Das ist schon allein qua Alter keine zukunftsträchtige Versuchsanordnung, aber es ist ganz offenbar eine Richtschnur fürs Entscheidungsspiel gewesen, an der sich alle miteinander entlang hangeln konnten. Und so gewann jene Hertha, die den Abstieg nach all den innerbetrieblichen Querelen, dem achtlos aus dem Fenster geworfenen Geld und drei Trainerwechseln eigentlich verdient gehabt hätte, überzeugend 2:0 beim Hamburger SV.

Felix Magath, der zum Anfang seiner nun geglückten Rettungsmission noch eher fahrig nach dem Prinzip des Versuchs und Irrtums zugange war, hat zum guten Schluss die nicht ganz leicht erziehbare Führungskraft Kevin Prince Boateng voll auf seine Seite gezogen. Und war dabei klug genug, Boatengs schwindende Kräfte richtig einzuschätzen. Deshalb musste der Mittelfeldmann im Hinspiel zuschauen. Um dann im Rückspiel derart viel Power, Technik und Spielwitz aufs Feld zu bringen, dass die überforderten Hamburger bald nicht mehr wussten, wo ihnen der Kopf steht.

Das ist auch deshalb so bemerkenswert, weil Boateng im Verlauf der Saison monatelang auch aufgrund anhaltender Knieprobleme wie ein Altherrenspieler unterwegs gewesen war.

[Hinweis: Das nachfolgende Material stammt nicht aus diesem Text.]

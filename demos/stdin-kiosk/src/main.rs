//! # Stdin Kiosk Demo
//!
//! Drives the kiosk controller from a terminal. Each input line is either a
//! bus frame (whitespace separated) or a panel action starting with `/`:
//!
//! ```text
//! /login
//! /user alice
//! UI-OPEN http://soda/index.php?msg=LOGGEDIN&login=alice&balance=10.00&TTL=60
//! UI-OPEN http://soda/index.php?msg=BOUGHT&login=alice&balance=9.00&TTL=60&item=Coke
//! /logout
//! /quit
//! ```
//!
//! Outbound bus commands are written to stdout as JSON arrays; display
//! updates and logs go to stderr.
//!
//! Usage: `stdin-kiosk-demo [--config <PATH>]`

use std::path::PathBuf;

use anyhow::{Context, Result};
use async_trait::async_trait;
use clap::Parser;
use kiosk_core::{
    BusCommand, CommandSink, ControllerBuilder, ControllerConfig, ControllerHandle,
    RenderNotification, RenderSink, SessionEvent, SessionSnapshot,
};
use tokio::io::{AsyncBufReadExt, BufReader};

// ============================================================================
// Collaborators
// ============================================================================

struct StdoutBus;

#[async_trait]
impl CommandSink for StdoutBus {
    async fn send(&self, command: BusCommand) -> Result<()> {
        println!("{}", serde_json::to_string(&command)?);
        Ok(())
    }
}

struct TerminalDisplay;

impl RenderSink for TerminalDisplay {
    fn render(&self, notification: &RenderNotification, snapshot: &SessionSnapshot) {
        let line = match notification {
            RenderNotification::EnterIdle => "[idle] press /login".to_string(),
            RenderNotification::EnterAwaitingLogin => "[login] enter /user <name>".to_string(),
            RenderNotification::EnterAwaitingPassword { user } => {
                format!("[password] password for {user}: /password <pw>")
            }
            RenderNotification::EnterActive {
                user,
                balance,
                remaining_seconds,
            } => format!("[active] user: {user}  balance: {balance}  time left: {remaining_seconds}"),
            RenderNotification::Tick { remaining_seconds } => {
                format!("[active] time left: {remaining_seconds}")
            }
            RenderNotification::Purchase { item, balance } => format!(
                "[active] bought {item}, balance {balance} ({} items this session)",
                snapshot.purchase_log.len()
            ),
        };
        eprintln!("{line}");
    }
}

// ============================================================================
// Input
// ============================================================================

enum Line {
    Event(SessionEvent),
    Frame(Vec<String>),
    Quit,
    Skip,
}

fn parse_line(line: &str) -> Line {
    let line = line.trim();
    if line.is_empty() {
        return Line::Skip;
    }

    let Some(action) = line.strip_prefix('/') else {
        return Line::Frame(line.split_whitespace().map(str::to_string).collect());
    };

    let (verb, arg) = action.split_once(' ').unwrap_or((action, ""));
    match verb {
        "login" => Line::Event(SessionEvent::UserRequestsLogin),
        "user" => Line::Event(SessionEvent::LoginSubmitted {
            user: arg.to_string(),
        }),
        "password" => Line::Event(SessionEvent::PasswordSubmitted {
            candidate: arg.to_string(),
        }),
        "logout" => Line::Event(SessionEvent::UserRequestsLogout),
        "quit" => Line::Quit,
        other => {
            tracing::warn!(action = other, "unknown panel action");
            Line::Skip
        }
    }
}

async fn feed_stdin(handle: &ControllerHandle) -> Result<()> {
    let mut lines = BufReader::new(tokio::io::stdin()).lines();
    while let Some(line) = lines.next_line().await? {
        match parse_line(&line) {
            Line::Event(event) => handle.post(event).await?,
            Line::Frame(frame) => handle.post_frame(frame.as_slice()).await?,
            Line::Quit => break,
            Line::Skip => {}
        }
    }
    Ok(())
}

// ============================================================================
// Main
// ============================================================================

#[derive(Parser, Debug)]
#[command(name = "stdin-kiosk-demo")]
#[command(about = "Drive the kiosk session controller from a terminal", long_about = None)]
struct Args {
    /// JSON controller config; defaults are used when omitted
    #[arg(long, value_name = "PATH")]
    config: Option<PathBuf>,
}

#[tokio::main]
async fn main() -> Result<()> {
    let args = Args::parse();

    tracing_subscriber::fmt()
        .with_env_filter(
            tracing_subscriber::EnvFilter::try_from_default_env()
                .unwrap_or_else(|_| tracing_subscriber::EnvFilter::new("info")),
        )
        .with_writer(std::io::stderr)
        .with_target(false)
        .init();

    let config = match &args.config {
        Some(path) => ControllerConfig::load(path)
            .with_context(|| format!("loading config from {}", path.display()))?,
        None => ControllerConfig::default(),
    };

    let (handle, task) = ControllerBuilder::new(config)
        .with_command_sink(StdoutBus)
        .with_render_sink(TerminalDisplay)
        .build()?
        .start()?;

    eprintln!("[idle] press /login");
    let fed = feed_stdin(&handle).await;

    handle.shutdown().await.ok();
    let last = task.await.context("controller task panicked")??;
    tracing::info!(state = ?last.state, "kiosk stopped");

    fed
}

#[cfg(test)]
mod tests {
    use super::*;

    #[test]
    fn config_flag_is_optional() {
        let args = Args::try_parse_from(["stdin-kiosk-demo"]).unwrap();
        assert!(args.config.is_none());

        let args = Args::try_parse_from(["stdin-kiosk-demo", "--config", "kiosk.json"]).unwrap();
        assert_eq!(args.config, Some(PathBuf::from("kiosk.json")));
    }

    #[test]
    fn config_flag_without_value_is_rejected() {
        assert!(Args::try_parse_from(["stdin-kiosk-demo", "--config"]).is_err());
    }

    #[test]
    fn unknown_flags_are_rejected() {
        assert!(Args::try_parse_from(["stdin-kiosk-demo", "--verbose"]).is_err());
    }

    #[test]
    fn panel_actions_and_frames_are_told_apart() {
        assert!(matches!(
            parse_line("/login"),
            Line::Event(SessionEvent::UserRequestsLogin)
        ));
        assert!(matches!(parse_line("  "), Line::Skip));
        assert!(matches!(parse_line("/quit"), Line::Quit));
        match parse_line("UI-OPEN http://soda/?msg=LOGOUT") {
            Line::Frame(frame) => assert_eq!(frame, ["UI-OPEN", "http://soda/?msg=LOGOUT"]),
            _ => panic!("expected a frame"),
        }
    }
}
//! Password retry guard.

/// Bounded counter of password attempts for one challenge.
///
/// `remaining` only ever goes down between two calls to [`reset`](Self::reset).
#[derive(Debug, Clone, Copy, PartialEq, Eq, Default)]
pub struct RetryGuard {
    remaining: u32,
}

impl RetryGuard {
    pub fn new(limit: u32) -> Self {
        Self { remaining: limit }
    }

    pub fn reset(&mut self, limit: u32) {
        self.remaining = limit;
    }

    /// Record a failed attempt. Returns `true` while attempts remain.
    pub fn fail(&mut self) -> bool {
        self.remaining = self.remaining.saturating_sub(1);
        self.remaining > 0
    }

    pub fn remaining(&self) -> u32 {
        self.remaining
    }
}
//! The session record and its published snapshot.

use serde::Serialize;
use uuid::Uuid;

use crate::retry::RetryGuard;

/// Phase of the kiosk session.
#[derive(Debug, Clone, Copy, PartialEq, Eq, Hash, Serialize)]
#[serde(rename_all = "snake_case")]
pub enum SessionState {
    Idle,
    AwaitingLogin,
    AwaitingPassword,
    Active,
}

/// Correlation id for one trip from AwaitingLogin back to Idle.
#[derive(Debug, Clone, Copy, PartialEq, Eq, Hash, Serialize)]
#[serde(transparent)]
pub struct SessionId(Uuid);

impl SessionId {
    pub fn new() -> Self {
        Self(Uuid::new_v4())
    }

    pub fn as_uuid(&self) -> Uuid {
        self.0
    }
}

impl Default for SessionId {
    fn default() -> Self {
        Self::new()
    }
}

impl std::fmt::Display for SessionId {
    fn fmt(&self, f: &mut std::fmt::Formatter<'_>) -> std::fmt::Result {
        self.0.fmt(f)
    }
}

/// Mutable session record, owned by the state machine.
#[derive(Debug, Clone)]
pub(crate) struct Session {
    pub(crate) state: SessionState,
    pub(crate) id: Option<SessionId>,
    pub(crate) user: Option<String>,
    pub(crate) balance: Option<String>,
    pub(crate) password_hash: Option<String>,
    /// TTL from the password challenge, applied on a match.
    pub(crate) pending_ttl: u32,
    pub(crate) attempts: RetryGuard,
    pub(crate) remaining_seconds: u32,
    pub(crate) purchase_log: Vec<String>,
    pub(crate) revision: u64,
}

impl Session {
    pub(crate) fn new() -> Self {
        Self {
            state: SessionState::Idle,
            id: None,
            user: None,
            balance: None,
            password_hash: None,
            pending_ttl: 0,
            attempts: RetryGuard::default(),
            remaining_seconds: 0,
            purchase_log: Vec::new(),
            revision: 0,
        }
    }

    /// Back to Idle with every per-user field cleared. The purchase log is
    /// only ever touched while Active, so it is left for the next login to
    /// clear and hidden from snapshots in the meantime.
    pub(crate) fn reset_to_idle(&mut self) {
        let purchase_log = std::mem::take(&mut self.purchase_log);
        let revision = self.revision;
        *self = Self::new();
        self.purchase_log = purchase_log;
        self.revision = revision;
    }

    pub(crate) fn snapshot(&self) -> SessionSnapshot {
        SessionSnapshot {
            state: self.state,
            session_id: self.id,
            user: self.user.clone(),
            balance: self.balance.clone(),
            remaining_attempts: match self.state {
                SessionState::AwaitingPassword => Some(self.attempts.remaining()),
                _ => None,
            },
            remaining_seconds: match self.state {
                SessionState::Active => Some(self.remaining_seconds),
                _ => None,
            },
            purchase_log: match self.state {
                SessionState::Active => self.purchase_log.clone(),
                _ => Vec::new(),
            },
            revision: self.revision,
        }
    }
}

/// Immutable view of a committed session, handed to readers.
///
/// Never carries the challenge hash.
#[derive(Debug, Clone, PartialEq, Eq, Serialize)]
pub struct SessionSnapshot {
    pub state: SessionState,
    pub session_id: Option<SessionId>,
    pub user: Option<String>,
    pub balance: Option<String>,
    pub remaining_attempts: Option<u32>,
    pub remaining_seconds: Option<u32>,
    pub purchase_log: Vec<String>,
    /// Increments once per committed transition.
    pub revision: u64,
}

impl SessionSnapshot {
    pub fn idle() -> Self {
        Session::new().snapshot()
    }
}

In Hamburg agierte der Senior, als sei er einem Jungbrunnen entfleucht und half so auch Sportchef Fredi Bobic, eine schon als Missverständnis interpretierte Personalie zum Ende hin noch wie ein gelungenes Leuchtturmprojekt aussehen zu lassen.

Eine weitere Personalie darf sich Magath gerne als eins mit Sternchen ins Berichtsheft eintragen lassen. Er hat Marvin Plattenhardt wieder zu einem Faktor werden lassen. Der Ex-Nationalspieler hatte sich unter Magaths Vorgänger Tayfun Korkut zunehmend aus der Startelf gespielt, Magath brachte den linken Verteidiger wieder ins Laufen, Plattenhardt dankte in den verbliebenen Spielen unter dem neuen Trainer mit vier astreinen Vorlagen und seinem den Klassenerhalt entscheidenden Freistoßtreffer für die ständige Berücksichtigung. Chapeau, Herr Magath!